The new floor plan is not very complicated. There is one room upstairs and one room downstairs; and then,- one right in between. That is,- the bathtub has been lowered into the bedroom floor, above the bathroom on the ground floor. Right next to the bathroom are the blue stairs, the focal point and nucleus of the house, that connects everything.
Upstairs and downstairs. He built them himself. The house is the the framework, or rather, the framework is the house with the two large spaces, each of which has a distinct spatial quality, but not necessarily a clear function.
There are books in the kitchen, a bathtub in the bedroom floor, and a hammock in the sitting room. Like the inhabitant himself, it is a space always accomadating, and always open to change.
’It is a bit like being at our cottage’, he says..’there is always something to do, to fix up or repair, which I rather enjoy!’ He also enjoys the silence provided by the location and his own quiet ways, the calmness only broken by a sudden need to paint the stairs or finish the last coat of liquid membrane.
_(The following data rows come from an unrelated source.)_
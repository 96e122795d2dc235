//! Local file storage port

use std::path::Path;

use async_trait::async_trait;
use thiserror::Error;

/// File storage errors
#[derive(Debug, Clone, PartialEq, Eq, Error)]
pub enum StorageError {
    #[error("File not found: {0}")]
    NotFound(String),

    #[error("Failed to copy {from} to {to}: {message}")]
    CopyFailed {
        from: String,
        to: String,
        message: String,
    },

    #[error("Failed to delete {path}: {message}")]
    DeleteFailed { path: String, message: String },

    #[error("Failed to read {path}: {message}")]
    ReadFailed { path: String, message: String },

    #[error("Failed to write {path}: {message}")]
    WriteFailed { path: String, message: String },
}

/// Port for local file operations on recordings
#[async_trait]
pub trait FileStorage: Send + Sync {
    /// Copy `from` to `to`, creating parent directories as needed
    async fn copy(&self, from: &Path, to: &Path) -> Result<(), StorageError>;

    /// Delete a file.
    ///
    /// With `idempotent` set, a missing file is not an error.
    async fn delete(&self, path: &Path, idempotent: bool) -> Result<(), StorageError>;

    async fn exists(&self, path: &Path) -> bool;

    async fn read(&self, path: &Path) -> Result<Vec<u8>, StorageError>;

    /// Write `data` to `path`, replacing any existing file
    async fn write(&self, path: &Path, data: &[u8]) -> Result<(), StorageError>;

    /// Size of a file in bytes
    async fn size(&self, path: &Path) -> Result<u64, StorageError>;
}
//! HTTP adapter for the Memento diary backend

use async_trait::async_trait;
use reqwest::{RequestBuilder, Response, StatusCode};
use serde::{Deserialize, Serialize};
use tracing::debug;

use crate::application::ports::{AccountApi, DiaryApi, DiaryApiError};
use crate::domain::account::{Signup, UserProfile};
use crate::domain::config::DEFAULT_SERVER_URL;
use crate::domain::diary::{Day, DiaryDate, DiaryId, DiaryRecord, DiarySubmission, Emotion};

// Request types

#[derive(Debug, Serialize)]
struct DiaryRequest<'a> {
    content: &'a str,
    date: DiaryDate,
    audio_path: Option<&'a str>,
    /// Base64-encoded audio
    audio_file: Option<String>,
}

#[derive(Debug, Serialize)]
struct EmotionRequest {
    emotion: Emotion,
}

#[derive(Debug, Serialize)]
struct LoginForm<'a> {
    username: &'a str,
    password: &'a str,
    grant_type: &'static str,
}

#[derive(Debug, Serialize)]
struct PasswordChange<'a> {
    current_password: &'a str,
    new_password: &'a str,
}

// Response types

#[derive(Debug, Deserialize)]
struct TokenResponse {
    access_token: String,
}

#[derive(Debug, Deserialize)]
struct ErrorBody {
    detail: Option<serde_json::Value>,
}

/// Diary backend client over HTTP
pub struct HttpDiaryClient {
    base_url: String,
    access_token: Option<String>,
    client: reqwest::Client,
}

impl HttpDiaryClient {
    /// Create a client for the given server URL
    pub fn new(base_url: impl Into<String>) -> Self {
        Self {
            base_url: base_url.into().trim_end_matches('/').to_string(),
            access_token: None,
            client: reqwest::Client::new(),
        }
    }

    /// Attach the bearer token used for authenticated calls
    pub fn with_access_token(mut self, token: impl Into<String>) -> Self {
        self.access_token = Some(token.into());
        self
    }

    pub fn base_url(&self) -> &str {
        &self.base_url
    }

    fn url(&self, path: &str) -> String {
        format!("{}{}", self.base_url, path)
    }

    fn authorized(&self, request: RequestBuilder) -> RequestBuilder {
        match &self.access_token {
            Some(token) => request.bearer_auth(token),
            None => request,
        }
    }

    fn build_request(submission: &DiarySubmission) -> DiaryRequest<'_> {
        DiaryRequest {
            content: &submission.content,
            date: submission.date,
            audio_path: submission.audio.as_ref().map(|a| a.file_name()),
            audio_file: submission.audio.as_ref().map(|a| a.to_base64()),
        }
    }

    async fn send(&self, request: RequestBuilder) -> Result<Response, DiaryApiError> {
        let response = request
            .send()
            .await
            .map_err(|e| DiaryApiError::RequestFailed(e.to_string()))?;
        Self::check_status(response).await
    }

    /// Map HTTP error statuses onto the port's error taxonomy
    async fn check_status(response: Response) -> Result<Response, DiaryApiError> {
        let status = response.status();
        debug!(%status, url = %response.url(), "diary backend response");

        if status.is_success() {
            return Ok(response);
        }
        if status == StatusCode::UNAUTHORIZED || status == StatusCode::FORBIDDEN {
            return Err(DiaryApiError::Unauthorized);
        }
        if status == StatusCode::CONFLICT {
            return Err(DiaryApiError::ReadOnly);
        }

        let url = response.url().path().to_string();
        let body = response
            .text()
            .await
            .unwrap_or_else(|_| "Unknown error".to_string());
        let detail = serde_json::from_str::<ErrorBody>(&body)
            .ok()
            .and_then(|e| e.detail)
            .map(describe_detail)
            .unwrap_or(body);

        if status == StatusCode::NOT_FOUND {
            return Err(DiaryApiError::NotFound(url));
        }
        Err(DiaryApiError::ApiError(format!("HTTP {}: {}", status, detail)))
    }

    async fn parse<T: serde::de::DeserializeOwned>(response: Response) -> Result<T, DiaryApiError> {
        response
            .json()
            .await
            .map_err(|e| DiaryApiError::ParseError(e.to_string()))
    }
}

/// `detail` is a message, or a list of validation errors each carrying `msg`
fn describe_detail(detail: serde_json::Value) -> String {
    match detail {
        serde_json::Value::String(s) => s,
        serde_json::Value::Array(errors) => {
            let messages: Vec<&str> = errors
                .iter()
                .filter_map(|e| e.get("msg").and_then(|m| m.as_str()))
                .collect();
            if messages.is_empty() {
                serde_json::Value::Array(errors).to_string()
            } else {
                messages.join("; ")
            }
        }
        other => other.to_string(),
    }
}

impl Default for HttpDiaryClient {
    fn default() -> Self {
        Self::new(DEFAULT_SERVER_URL)
    }
}

#[async_trait]
impl DiaryApi for HttpDiaryClient {
    async fn get_diary(&self, date: DiaryDate) -> Result<Option<DiaryRecord>, DiaryApiError> {
        let request = self.authorized(self.client.get(self.url(&format!("/api/diary/{date}"))));
        match self.send(request).await {
            Ok(response) => Self::parse::<Option<DiaryRecord>>(response).await,
            Err(DiaryApiError::NotFound(_)) => Ok(None),
            Err(e) => Err(e),
        }
    }

    async fn list_diaries(&self) -> Result<Vec<DiaryRecord>, DiaryApiError> {
        let request = self.authorized(self.client.get(self.url("/api/diary/")));
        Self::parse(self.send(request).await?).await
    }

    async fn save_diary(&self, submission: &DiarySubmission) -> Result<DiaryRecord, DiaryApiError> {
        let body = Self::build_request(submission);
        let request = self.authorized(self.client.post(self.url("/api/diary/")).json(&body));
        Self::parse(self.send(request).await?).await
    }

    async fn finalize_diary(
        &self,
        submission: &DiarySubmission,
    ) -> Result<DiaryRecord, DiaryApiError> {
        let body = Self::build_request(submission);
        let request =
            self.authorized(self.client.post(self.url("/api/diary/finalize")).json(&body));
        Self::parse(self.send(request).await?).await
    }

    async fn update_day_emotion(
        &self,
        date: DiaryDate,
        emotion: Emotion,
    ) -> Result<Day, DiaryApiError> {
        let request = self.authorized(
            self.client
                .patch(self.url(&format!("/api/day/{date}")))
                .json(&EmotionRequest { emotion }),
        );
        Self::parse(self.send(request).await?).await
    }

    async fn list_days(&self) -> Result<Vec<Day>, DiaryApiError> {
        let request = self.authorized(self.client.get(self.url("/api/day/")));
        Self::parse(self.send(request).await?).await
    }

    async fn download_audio(&self, id: DiaryId) -> Result<Vec<u8>, DiaryApiError> {
        let request = self.authorized(self.client.get(self.url(&format!("/api/diary/audio/{id}"))));
        let bytes = self
            .send(request)
            .await?
            .bytes()
            .await
            .map_err(|e| DiaryApiError::RequestFailed(e.to_string()))?;
        Ok(bytes.to_vec())
    }

    async fn login(&self, email: &str, password: &str) -> Result<String, DiaryApiError> {
        let form = LoginForm {
            username: email,
            password,
            grant_type: "password",
        };
        let request = self
            .client
            .post(self.url("/api/auth/login/access-token"))
            .form(&form);
        let token: TokenResponse = Self::parse(self.send(request).await?).await?;
        Ok(token.access_token)
    }
}

#[async_trait]
impl AccountApi for HttpDiaryClient {
    async fn signup(&self, signup: &Signup) -> Result<(), DiaryApiError> {
        let request = self.client.post(self.url("/api/user/signup")).json(signup);
        self.send(request).await?;
        debug!(email = %signup.email, "account registered");
        Ok(())
    }

    async fn current_user(&self) -> Result<UserProfile, DiaryApiError> {
        let request = self.authorized(self.client.get(self.url("/api/user/me")));
        Self::parse(self.send(request).await?).await
    }

    async fn change_password(&self, current: &str, new: &str) -> Result<(), DiaryApiError> {
        let body = PasswordChange {
            current_password: current,
            new_password: new,
        };
        let request =
            self.authorized(self.client.patch(self.url("/api/user/me/password")).json(&body));
        self.send(request).await?;
        Ok(())
    }
}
’-The house is still not finished, of course, but I look upon it as a kind of latent potential or a work in progress, rather than something that should have been finished yesterday— I continue to dream about the kitchen doors, heavy velvet curtains keeping the chilly London nights out, and a future gazebo in the backyard which may, one day, become some sort of a garden.’
Christoffer Dyvik is Norwegian, but lives and works in London. Together with partner Max Kahlen, he runs Dyvik Kahlen Architects. DKA operates across several sectors and in various scales in the UK, Holland, Germany and Norway, collaborating with clients in public institutions, artists, curators and private individuals.
As part of his practice, Chris contributes to the academic discourse as a critic and lecturer for leading academic institutions in London and abroad. Currently he and Max are both teaching a Master Course at The Royal College of Art.